Kinda? The original dataset gave some pretty wrong results, but the ‘data/DeLaFuenteEtAl_2014_RawData-OSF-corrected_EHedit.xls’ dataset was more accurate. It still wasn’t 100%, and it is a couple hundredths off for the specific statistical values.
How difficult was it to reproduce your results?
Fairly.
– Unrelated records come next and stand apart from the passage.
impl FormatHandler for OpenAIFormat {
    fn build_request_body(
        &self,
        request: &GenerateContentRequest,
        options: &RequestOptions,
    ) -> Result<Value> {
        require_model(options.model)?;

        let contents = if options.capabilities.tool_results_as_text {
            render_tool_results_as_text(&request.contents)
        } else {
            request.contents.clone()
        };

        let mut messages = self.convert_messages(&contents);
        if let Some(instruction) = request.generation_config.json_instruction() {
            messages.insert(
                0,
                ChatMessage {
                    role: "system",
                    content: Some(instruction),
                    tool_calls: Vec::new(),
                    tool_call_id: None,
                },
            );
        }

        let config = &request.generation_config;
        let sampling = options.sampling;
        let tools = self.convert_tools(&request.tools, options.capabilities.simplify_tool_schemas);

        let body = ChatRequest {
            model: options.model,
            messages,
            temperature: config.temperature.unwrap_or(sampling.temperature),
            max_tokens: config.max_output_tokens.unwrap_or(sampling.max_tokens),
            top_p: config.top_p.unwrap_or(sampling.top_p),
            frequency_penalty: sampling.explicit_penalties.then_some(0.0),
            presence_penalty: sampling.explicit_penalties.then_some(0.0),
            stream: options.streaming,
            stream_options: (options.streaming && sampling.stream_usage)
                .then_some(StreamOptions { include_usage: true }),
            tool_choice: (!tools.is_empty()).then_some("auto"),
            tools,
        };

        Ok(serde_json::to_value(body)?)
    }

    fn parse_response(&self, body: &[u8]) -> Result<GenerateContentResponse> {
        let completion: ChatCompletion = serde_json::from_slice(body)?;
        completion.into_response()
    }

    fn stream_parser(&self) -> Box<dyn SseParser> {
        Box::new(OpenAIParser::new())
    }
}

#[derive(Debug, Serialize)]
struct ChatRequest<'a> {
    model: &'a str,
    messages: Vec<ChatMessage>,
    temperature: f32,
    max_tokens: u32,
    top_p: f32,
    #[serde(skip_serializing_if = "Option::is_none")]
    frequency_penalty: Option<f32>,
    #[serde(skip_serializing_if = "Option::is_none")]
    presence_penalty: Option<f32>,
    stream: bool,
    #[serde(skip_serializing_if = "Option::is_none")]
    stream_options: Option<StreamOptions>,
    #[serde(skip_serializing_if = "Vec::is_empty")]
    tools: Vec<ChatTool>,
    #[serde(skip_serializing_if = "Option::is_none")]
    tool_choice: Option<&'static str>,
}

#[derive(Debug, Serialize)]
struct StreamOptions {
    include_usage: bool,
}

#[derive(Debug, Clone, PartialEq, Serialize)]
struct ChatMessage {
    role: &'static str,
    #[serde(skip_serializing_if = "Option::is_none")]
    content: Option<String>,
    #[serde(skip_serializing_if = "Vec::is_empty")]
    tool_calls: Vec<ChatToolCall>,
    #[serde(skip_serializing_if = "Option::is_none")]
    tool_call_id: Option<String>,
}

#[derive(Debug, Clone, PartialEq, Serialize)]
struct ChatToolCall {
    id: String,
    #[serde(rename = "type")]
    kind: &'static str,
    function: ChatFunctionCall,
}

#[derive(Debug, Clone, PartialEq, Serialize)]
struct ChatFunctionCall {
    name: String,
    arguments: String,
}

#[derive(Debug, Serialize)]
struct ChatTool {
    #[serde(rename = "type")]
    kind: &'static str,
    function: ChatFunction,
}

#[derive(Debug, Serialize)]
struct ChatFunction {
    name: String,
    description: String,
    parameters: Value,
}

/// Token usage block shared by complete responses and stream chunks
#[derive(Debug, Clone, Copy, Default, Deserialize)]
pub(crate) struct ChatUsage {
    #[serde(default)]
    prompt_tokens: Option<u64>,
    #[serde(default)]
    completion_tokens: Option<u64>,
    #[serde(default)]
    total_tokens: Option<u64>,
}

impl From<ChatUsage> for UsageMetadata {
    fn from(usage: ChatUsage) -> Self {
        UsageMetadata::new(
            usage.prompt_tokens.unwrap_or(0),
            usage.completion_tokens.unwrap_or(0),
            usage.total_tokens.unwrap_or(0),
        )
    }
}

#[derive(Debug, Deserialize)]
struct ChatCompletion {
    #[serde(default)]
    choices: Option<Vec<Choice>>,
    #[serde(default)]
    usage: Option<ChatUsage>,
}

#[derive(Debug, Deserialize)]
struct Choice {
    #[serde(default)]
    message: Option<ResponseMessage>,
    #[serde(default)]
    finish_reason: Option<String>,
}

#[derive(Debug, Default, Deserialize)]
struct ResponseMessage {
    #[serde(default)]
    content: Option<String>,
    #[serde(default)]
    tool_calls: Option<Vec<ResponseToolCall>>,
}

#[derive(Debug, Deserialize)]
struct ResponseToolCall {
    #[serde(default)]
    id: Option<String>,
    #[serde(default)]
    function: Option<ResponseFunction>,
}

#[derive(Debug, Deserialize)]
struct ResponseFunction {
    #[serde(default)]
    name: Option<String>,
    /// Usually a JSON string; some servers send an object
    #[serde(default)]
    arguments: Option<Value>,
}

impl ChatCompletion {
    fn into_response(self) -> Result<GenerateContentResponse> {
        let choice = self
            .choices
            .and_then(|choices| choices.into_iter().next())
            .ok_or_else(|| AdapterError::Conversion("No choices in response".to_string()))?;

        let message = choice.message.unwrap_or_default();
        let mut parts = Vec::new();

        if let Some(text) = message.content.filter(|t| !t.is_empty()) {
            parts.push(Part::Text(text));
        }
        for call in message.tool_calls.unwrap_or_default() {
            let Some(function) = call.function else {
                continue;
            };
            let name = function.name.unwrap_or_default();
            let args: Map<String, Value> = parse_arguments(function.arguments.as_ref());
            parts.push(function_call_part(call.id, &name, args));
        }

        Ok(GenerateContentResponse::from_parts(
            parts,
            Some(normalize_finish_reason(choice.finish_reason.as_deref())),
            self.usage.map(UsageMetadata::from).unwrap_or_default(),
        ))
    }
}
//! AI provider layer
//!
//! Translates normalized requests into OpenAI-compatible and Anthropic wire
//! formats, and reconciles their responses and streams back into one
//! normalized response model.

pub mod client;
pub mod format;
pub mod generator;
pub mod models;
pub mod normalize;
pub mod parsers;
pub mod providers;
pub mod registry;
pub mod sse;
pub mod types;

pub use client::{GeneratorConfig, HttpContentGenerator};
pub use generator::{ConnectionStatus, ContentGenerator, ModelInfo, ResponseStream};
pub use registry::{create_content_generator, register_generator, reset_registry};
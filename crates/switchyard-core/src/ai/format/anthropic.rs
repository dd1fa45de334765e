//! Anthropic API format handler
//!
//! Converts normalized turns into Messages API content blocks and parses
//! complete message responses.

use serde::{Deserialize, Serialize};
use serde_json::{Map, Value};
use tracing::debug;

use super::{
    function_call_part, normalize_finish_reason, parse_arguments, render_tool_results_as_text,
    require_model, response_text, FormatHandler, RequestOptions,
};
use crate::ai::parsers::AnthropicParser;
use crate::ai::sse::SseParser;
use crate::ai::types::{
    Content, GenerateContentRequest, GenerateContentResponse, Part, Role, ToolDeclaration,
    UsageMetadata,
};
use crate::constants;
use crate::error::{AdapterError, Result};

/// Anthropic format handler
#[derive(Debug, Default)]
pub struct AnthropicFormat;

impl AnthropicFormat {
    pub fn new() -> Self {
        Self
    }

    /// Convert normalized turns to Messages API messages.
    ///
    /// Anthropic has no system role here, so a JSON-mode instruction is placed
    /// as the leading text block of the first turn when that turn is the
    /// user's.
    fn convert_messages(&self, contents: &[Content], json_instruction: Option<String>) -> Vec<Message> {
        let mut messages = Vec::new();
        let mut instruction = json_instruction;

        for (i, content) in contents.iter().enumerate() {
            let mut blocks = Vec::new();

            if i == 0 && content.role == Role::User {
                if let Some(text) = instruction.take() {
                    blocks.push(ContentBlock::Text { text });
                }
            }

            for part in &content.parts {
                match part {
                    Part::Text(text) if text.is_empty() => {}
                    Part::Text(text) => blocks.push(ContentBlock::Text { text: text.clone() }),
                    Part::FunctionCall(call) => blocks.push(ContentBlock::ToolUse {
                        id: call.id.clone().unwrap_or_else(|| call.name.clone()),
                        name: call.name.clone(),
                        input: call.args.clone(),
                    }),
                    Part::FunctionResponse(response) => blocks.push(ContentBlock::ToolResult {
                        tool_use_id: response.id.clone().unwrap_or_else(|| response.name.clone()),
                        content: response_text(response, false),
                    }),
                    Part::InlineData(data) if data.mime_type.starts_with("image/") => {
                        blocks.push(ContentBlock::Image {
                            source: ImageSource {
                                kind: "base64",
                                media_type: data.mime_type.clone(),
                                data: data.data.clone(),
                            },
                        })
                    }
                    Part::InlineData(_) => blocks.push(ContentBlock::Text {
                        text: serde_json::to_string(part).unwrap_or_default(),
                    }),
                }
            }

            if blocks.is_empty() {
                debug!(turn = i, "Dropping empty turn");
                continue;
            }

            let only_tool_results = blocks
                .iter()
                .all(|b| matches!(b, ContentBlock::ToolResult { .. }));
            if content.role == Role::User && only_tool_results {
                blocks.insert(
                    0,
                    ContentBlock::Text {
                        text: constants::ai::TOOL_RESULTS_PREAMBLE.to_string(),
                    },
                );
            }

            messages.push(Message {
                role: match content.role {
                    Role::User => "user",
                    Role::Model => "assistant",
                },
                content: blocks,
            });
        }

        messages
    }

    fn convert_tools(&self, tools: &[ToolDeclaration]) -> Vec<Tool> {
        tools
            .iter()
            .map(|tool| Tool {
                name: tool.name.clone(),
                description: tool.description.clone(),
                input_schema: tool.parameters_or_empty(),
            })
            .collect()
    }
}

impl FormatHandler for AnthropicFormat {
    fn build_request_body(
        &self,
        request: &GenerateContentRequest,
        options: &RequestOptions,
    ) -> Result<Value> {
        require_model(options.model)?;

        // The host does not keep tool_use/tool_result pairs adjacent across
        // turns, so results are sent as Markdown text when flagged. This loses
        // the structured pairing on purpose.
        let contents = if options.capabilities.tool_results_as_text {
            render_tool_results_as_text(&request.contents)
        } else {
            request.contents.clone()
        };

        let config = &request.generation_config;
        let sampling = options.sampling;

        let body = MessagesRequest {
            model: options.model,
            messages: self.convert_messages(&contents, config.json_instruction()),
            max_tokens: config.max_output_tokens.unwrap_or(sampling.max_tokens),
            temperature: config.temperature.unwrap_or(sampling.temperature),
            top_p: config.top_p.unwrap_or(sampling.top_p),
            stream: options.streaming.then_some(true),
            tools: self.convert_tools(&request.tools),
        };

        Ok(serde_json::to_value(body)?)
    }

    fn parse_response(&self, body: &[u8]) -> Result<GenerateContentResponse> {
        let message: MessagesResponse = serde_json::from_slice(body)?;
        message.into_response()
    }

    fn stream_parser(&self) -> Box<dyn SseParser> {
        Box::new(AnthropicParser::new())
    }
}

#[derive(Debug, Serialize)]
struct MessagesRequest<'a> {
    model: &'a str,
    messages: Vec<Message>,
    max_tokens: u32,
    temperature: f32,
    top_p: f32,
    #[serde(skip_serializing_if = "Option::is_none")]
    stream: Option<bool>,
    #[serde(skip_serializing_if = "Vec::is_empty")]
    tools: Vec<Tool>,
}

#[derive(Debug, Serialize)]
struct Message {
    role: &'static str,
    content: Vec<ContentBlock>,
}

#[derive(Debug, Serialize)]
#[serde(tag = "type", rename_all = "snake_case")]
enum ContentBlock {
    Text {
        text: String,
    },
    Image {
        source: ImageSource,
    },
    ToolUse {
        id: String,
        name: String,
        input: Map<String, Value>,
    },
    ToolResult {
        tool_use_id: String,
        content: String,
    },
}

#[derive(Debug, Serialize)]
struct ImageSource {
    #[serde(rename = "type")]
    kind: &'static str,
    media_type: String,
    data: String,
}

#[derive(Debug, Serialize)]
struct Tool {
    name: String,
    description: String,
    input_schema: Value,
}

/// Token usage block shared by complete responses and stream events
#[derive(Debug, Clone, Copy, Default, Deserialize)]
pub(crate) struct AnthropicUsage {
    #[serde(default)]
    pub(crate) input_tokens: Option<u64>,
    #[serde(default)]
    pub(crate) output_tokens: Option<u64>,
}

impl AnthropicUsage {
    pub(crate) fn to_metadata(self) -> UsageMetadata {
        let input = self.input_tokens.unwrap_or(0);
        let output = self.output_tokens.unwrap_or(0);
        UsageMetadata::new(input, output, input + output)
    }
}

#[derive(Debug, Deserialize)]
struct MessagesResponse {
    #[serde(default)]
    content: Option<Vec<ResponseBlock>>,
    #[serde(default)]
    stop_reason: Option<String>,
    #[serde(default)]
    usage: Option<AnthropicUsage>,
}

#[derive(Debug, Deserialize)]
#[serde(tag = "type", rename_all = "snake_case")]
enum ResponseBlock {
    Text {
        #[serde(default)]
        text: String,
    },
    ToolUse {
        #[serde(default)]
        id: Option<String>,
        #[serde(default)]
        name: String,
        #[serde(default)]
        input: Option<Value>,
    },
    #[serde(other)]
    Unknown,
}

impl MessagesResponse {
    fn into_response(self) -> Result<GenerateContentResponse> {
        let blocks = self
            .content
            .filter(|blocks| !blocks.is_empty())
            .ok_or_else(|| AdapterError::Conversion("No content in response".to_string()))?;

        let mut text = String::new();
        let mut calls = Vec::new();
        for block in blocks {
            match block {
                ResponseBlock::Text { text: segment } => text.push_str(&segment),
                ResponseBlock::ToolUse { id, name, input } => {
                    calls.push(function_call_part(id, &name, parse_arguments(input.as_ref())))
                }
                ResponseBlock::Unknown => {}
            }
        }

        let mut parts = Vec::with_capacity(calls.len() + 1);
        if !text.is_empty() {
            parts.push(Part::Text(text));
        }
        parts.extend(calls);

        Ok(GenerateContentResponse::from_parts(
            parts,
            Some(normalize_finish_reason(self.stop_reason.as_deref())),
            self.usage.map(AnthropicUsage::to_metadata).unwrap_or_default(),
        ))
    }
}
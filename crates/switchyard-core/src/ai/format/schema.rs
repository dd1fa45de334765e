//! Tool schema simplification for strict backends
//!
//! Some OpenAI-compatible servers (DeepSeek in particular) reject schemas
//! that use composition keywords, patterns or uncommon formats. Tool
//! parameters sent to those backends are reduced to plain object/property
//! schemas with lower-case type names.

use serde_json::{json, Map, Value};

/// Keywords removed from every schema node
const UNSUPPORTED_KEYWORDS: &[&str] = &[
    "anyOf",
    "oneOf",
    "allOf",
    "not",
    "$defs",
    "definitions",
    "pattern",
    "const",
    "enum",
];

/// Formats kept on simplified schemas
const KEPT_FORMATS: &[&str] = &["date-time", "email", "uri"];

/// Return a simplified copy of a tool parameter schema
pub fn simplify_for_strict_backend(schema: &Value) -> Value {
    match schema {
        Value::Object(map) => Value::Object(simplify_object(map)),
        _ => json!({"type": "object", "properties": {}}),
    }
}

fn simplify_object(map: &Map<String, Value>) -> Map<String, Value> {
    let mut simplified = map.clone();

    for keyword in UNSUPPORTED_KEYWORDS {
        simplified.remove(*keyword);
    }

    if let Some(type_value) = simplified.get_mut("type") {
        lowercase_type(type_value);
    }

    let drop_format = simplified
        .get("format")
        .and_then(Value::as_str)
        .is_some_and(|f| !KEPT_FORMATS.contains(&f));
    if drop_format {
        simplified.remove("format");
    }

    if let Some(Value::Object(properties)) = simplified.get_mut("properties") {
        for property in properties.values_mut() {
            if let Value::Object(inner) = property {
                *inner = simplify_object(inner);
            }
        }
    }

    for key in ["items", "additionalProperties"] {
        if let Some(Value::Object(inner)) = simplified.get_mut(key) {
            *inner = simplify_object(inner);
        }
    }

    simplified
}

fn lowercase_type(value: &mut Value) {
    match value {
        Value::String(name) => *name = name.to_lowercase(),
        Value::Array(names) => {
            for name in names.iter_mut() {
                if let Value::String(n) = name {
                    *n = n.to_lowercase();
                }
            }
        }
        _ => {}
    }
}

#[cfg(test)]
mod tests {
    use super::*;

    #[test]
    fn test_removes_composition_keywords_and_lowercases_types() {
        let schema = json!({
            "type": "OBJECT",
            "properties": {
                "mode": {"type": "STRING", "enum": ["a", "b"], "pattern": "^[ab]$"},
                "target": {"anyOf": [{"type": "string"}, {"type": "null"}]},
                "tags": {"type": ["ARRAY", "null"], "items": {"type": "STRING", "const": "x"}}
            },
            "required": ["mode"]
        });

        let simplified = simplify_for_strict_backend(&schema);
        assert_eq!(
            simplified,
            json!({
                "type": "object",
                "properties": {
                    "mode": {"type": "string"},
                    "target": {},
                    "tags": {"type": ["array", "null"], "items": {"type": "string"}}
                },
                "required": ["mode"]
            })
        );
    }

    #[test]
    fn test_format_filter() {
        let schema = json!({
            "type": "object",
            "properties": {
                "when": {"type": "string", "format": "date-time"},
                "host": {"type": "string", "format": "hostname"}
            }
        });
        let simplified = simplify_for_strict_backend(&schema);
        assert_eq!(simplified["properties"]["when"]["format"], "date-time");
        assert!(simplified["properties"]["host"].get("format").is_none());
    }

    #[test]
    fn test_additional_properties_simplified() {
        let schema = json!({
            "type": "object",
            "additionalProperties": {"type": "STRING", "oneOf": []}
        });
        assert_eq!(
            simplify_for_strict_backend(&schema)["additionalProperties"],
            json!({"type": "string"})
        );
    }

    #[test]
    fn test_non_object_schema_becomes_empty_object_schema() {
        assert_eq!(
            simplify_for_strict_backend(&json!(true)),
            json!({"type": "object", "properties": {}})
        );
    }

    #[test]
    fn test_input_left_untouched() {
        let schema = json!({"type": "OBJECT", "anyOf": []});
        let _ = simplify_for_strict_backend(&schema);
        assert_eq!(schema["type"], "OBJECT");
    }
}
I had issues with the between subject comparisons since all participants were labeled 1-40. I had to relabel them with Spaniard or Moroccan prepended to make it work.
What aspects made it difficult? What aspects made it easy?
Bad labeling and missing data in the original dataset made it a bit more difficult. The tests themselves were fine though (ignoring the slight errors).